_AIM OF THE TASK:_ Taking the listing below, restate word for word each line from the line with "pub use reader::read_unit;" to the line with "pub struct CompiledUnit", ends included, and stop there.

......

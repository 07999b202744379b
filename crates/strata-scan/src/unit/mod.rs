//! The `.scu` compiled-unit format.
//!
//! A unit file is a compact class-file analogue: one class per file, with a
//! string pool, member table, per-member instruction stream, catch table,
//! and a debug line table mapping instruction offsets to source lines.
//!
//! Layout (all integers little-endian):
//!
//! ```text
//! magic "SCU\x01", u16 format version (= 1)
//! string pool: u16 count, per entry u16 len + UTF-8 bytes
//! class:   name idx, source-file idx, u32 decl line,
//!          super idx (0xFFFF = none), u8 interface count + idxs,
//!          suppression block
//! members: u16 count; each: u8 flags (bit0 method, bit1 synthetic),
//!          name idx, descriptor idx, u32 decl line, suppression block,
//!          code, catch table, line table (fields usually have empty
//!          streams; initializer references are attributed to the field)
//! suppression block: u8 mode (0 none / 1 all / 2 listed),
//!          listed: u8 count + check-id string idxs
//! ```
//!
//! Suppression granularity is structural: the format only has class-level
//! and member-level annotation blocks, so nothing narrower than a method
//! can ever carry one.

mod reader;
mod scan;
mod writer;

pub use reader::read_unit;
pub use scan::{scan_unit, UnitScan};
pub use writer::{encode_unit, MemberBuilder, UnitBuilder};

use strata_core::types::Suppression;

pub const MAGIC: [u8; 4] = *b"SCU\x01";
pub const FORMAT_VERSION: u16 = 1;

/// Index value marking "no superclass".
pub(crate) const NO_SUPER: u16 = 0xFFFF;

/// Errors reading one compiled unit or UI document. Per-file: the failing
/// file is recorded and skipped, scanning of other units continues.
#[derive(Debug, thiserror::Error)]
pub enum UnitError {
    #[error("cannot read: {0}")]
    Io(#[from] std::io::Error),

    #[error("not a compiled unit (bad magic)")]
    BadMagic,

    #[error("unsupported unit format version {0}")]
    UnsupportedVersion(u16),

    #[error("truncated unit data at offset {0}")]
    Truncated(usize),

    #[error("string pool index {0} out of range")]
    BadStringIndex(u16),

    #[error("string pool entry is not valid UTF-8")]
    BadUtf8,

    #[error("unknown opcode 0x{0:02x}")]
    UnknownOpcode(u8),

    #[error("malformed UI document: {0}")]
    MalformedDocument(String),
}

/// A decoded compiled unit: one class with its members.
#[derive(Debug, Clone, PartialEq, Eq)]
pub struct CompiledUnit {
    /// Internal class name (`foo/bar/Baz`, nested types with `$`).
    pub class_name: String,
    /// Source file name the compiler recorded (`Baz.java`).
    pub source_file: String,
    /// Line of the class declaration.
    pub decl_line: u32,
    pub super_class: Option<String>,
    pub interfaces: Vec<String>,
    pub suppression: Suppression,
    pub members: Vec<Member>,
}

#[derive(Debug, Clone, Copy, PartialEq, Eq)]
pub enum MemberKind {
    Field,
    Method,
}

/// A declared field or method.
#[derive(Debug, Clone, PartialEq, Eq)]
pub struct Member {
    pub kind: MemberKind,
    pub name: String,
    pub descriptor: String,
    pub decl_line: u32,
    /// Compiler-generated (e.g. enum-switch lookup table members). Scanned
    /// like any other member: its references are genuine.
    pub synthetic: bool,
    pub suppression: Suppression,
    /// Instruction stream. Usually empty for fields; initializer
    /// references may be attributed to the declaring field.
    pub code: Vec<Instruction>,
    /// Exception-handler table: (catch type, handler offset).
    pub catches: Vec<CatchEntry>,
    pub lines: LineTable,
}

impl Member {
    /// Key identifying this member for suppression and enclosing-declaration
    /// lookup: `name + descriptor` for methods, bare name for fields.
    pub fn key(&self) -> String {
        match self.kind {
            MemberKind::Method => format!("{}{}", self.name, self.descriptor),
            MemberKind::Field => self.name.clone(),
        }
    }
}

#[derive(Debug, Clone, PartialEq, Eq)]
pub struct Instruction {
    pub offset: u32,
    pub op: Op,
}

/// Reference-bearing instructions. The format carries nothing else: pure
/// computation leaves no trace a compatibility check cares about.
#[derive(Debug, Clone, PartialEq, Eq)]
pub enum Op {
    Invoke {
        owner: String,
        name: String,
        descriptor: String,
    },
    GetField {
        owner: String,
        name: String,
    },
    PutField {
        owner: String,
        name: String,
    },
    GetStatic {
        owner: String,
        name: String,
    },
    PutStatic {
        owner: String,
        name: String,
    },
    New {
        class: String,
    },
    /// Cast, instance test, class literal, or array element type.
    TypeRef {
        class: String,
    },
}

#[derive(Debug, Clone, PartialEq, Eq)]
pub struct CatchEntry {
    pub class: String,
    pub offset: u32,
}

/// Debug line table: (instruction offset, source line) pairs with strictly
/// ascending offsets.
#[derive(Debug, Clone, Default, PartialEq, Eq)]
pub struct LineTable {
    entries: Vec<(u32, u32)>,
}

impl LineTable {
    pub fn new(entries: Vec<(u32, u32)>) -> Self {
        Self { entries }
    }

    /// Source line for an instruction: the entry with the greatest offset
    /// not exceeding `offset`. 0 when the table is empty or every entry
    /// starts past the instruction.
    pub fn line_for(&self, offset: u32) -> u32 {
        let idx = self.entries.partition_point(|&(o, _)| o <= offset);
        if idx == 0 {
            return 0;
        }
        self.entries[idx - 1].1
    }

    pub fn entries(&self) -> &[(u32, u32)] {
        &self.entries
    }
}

......

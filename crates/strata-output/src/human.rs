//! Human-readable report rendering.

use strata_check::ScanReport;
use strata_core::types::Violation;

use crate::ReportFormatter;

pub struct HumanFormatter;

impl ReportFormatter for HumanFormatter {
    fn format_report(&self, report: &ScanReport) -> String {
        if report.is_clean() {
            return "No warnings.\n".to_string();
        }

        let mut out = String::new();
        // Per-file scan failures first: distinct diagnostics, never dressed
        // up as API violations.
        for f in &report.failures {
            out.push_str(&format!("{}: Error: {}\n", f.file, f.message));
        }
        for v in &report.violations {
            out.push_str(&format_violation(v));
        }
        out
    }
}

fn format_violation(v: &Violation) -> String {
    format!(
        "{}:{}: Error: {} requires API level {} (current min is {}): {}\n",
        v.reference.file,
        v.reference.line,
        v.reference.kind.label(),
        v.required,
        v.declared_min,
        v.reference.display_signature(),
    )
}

......

_TASK ANSWER:_
pub use reader::read_unit;
pub use scan::{scan_unit, UnitScan};
pub use writer::{encode_unit, MemberBuilder, UnitBuilder};

use strata_core::types::Suppression;

pub const MAGIC: [u8; 4] = *b"SCU\x01";
pub const FORMAT_VERSION: u16 = 1;

/// Index value marking "no superclass".
pub(crate) const NO_SUPER: u16 = 0xFFFF;

/// Errors reading one compiled unit or UI document. Per-file: the failing
/// file is recorded and skipped, scanning of other units continues.
#[derive(Debug, thiserror::Error)]
pub enum UnitError {
    #[error("cannot read: {0}")]
    Io(#[from] std::io::Error),

    #[error("not a compiled unit (bad magic)")]
    BadMagic,

    #[error("unsupported unit format version {0}")]
    UnsupportedVersion(u16),

    #[error("truncated unit data at offset {0}")]
    Truncated(usize),

    #[error("string pool index {0} out of range")]
    BadStringIndex(u16),

    #[error("string pool entry is not valid UTF-8")]
    BadUtf8,

    #[error("unknown opcode 0x{0:02x}")]
    UnknownOpcode(u8),

    #[error("malformed UI document: {0}")]
    MalformedDocument(String),
}

/// A decoded compiled unit: one class with its members.
#[derive(Debug, Clone, PartialEq, Eq)]
pub struct CompiledUnit {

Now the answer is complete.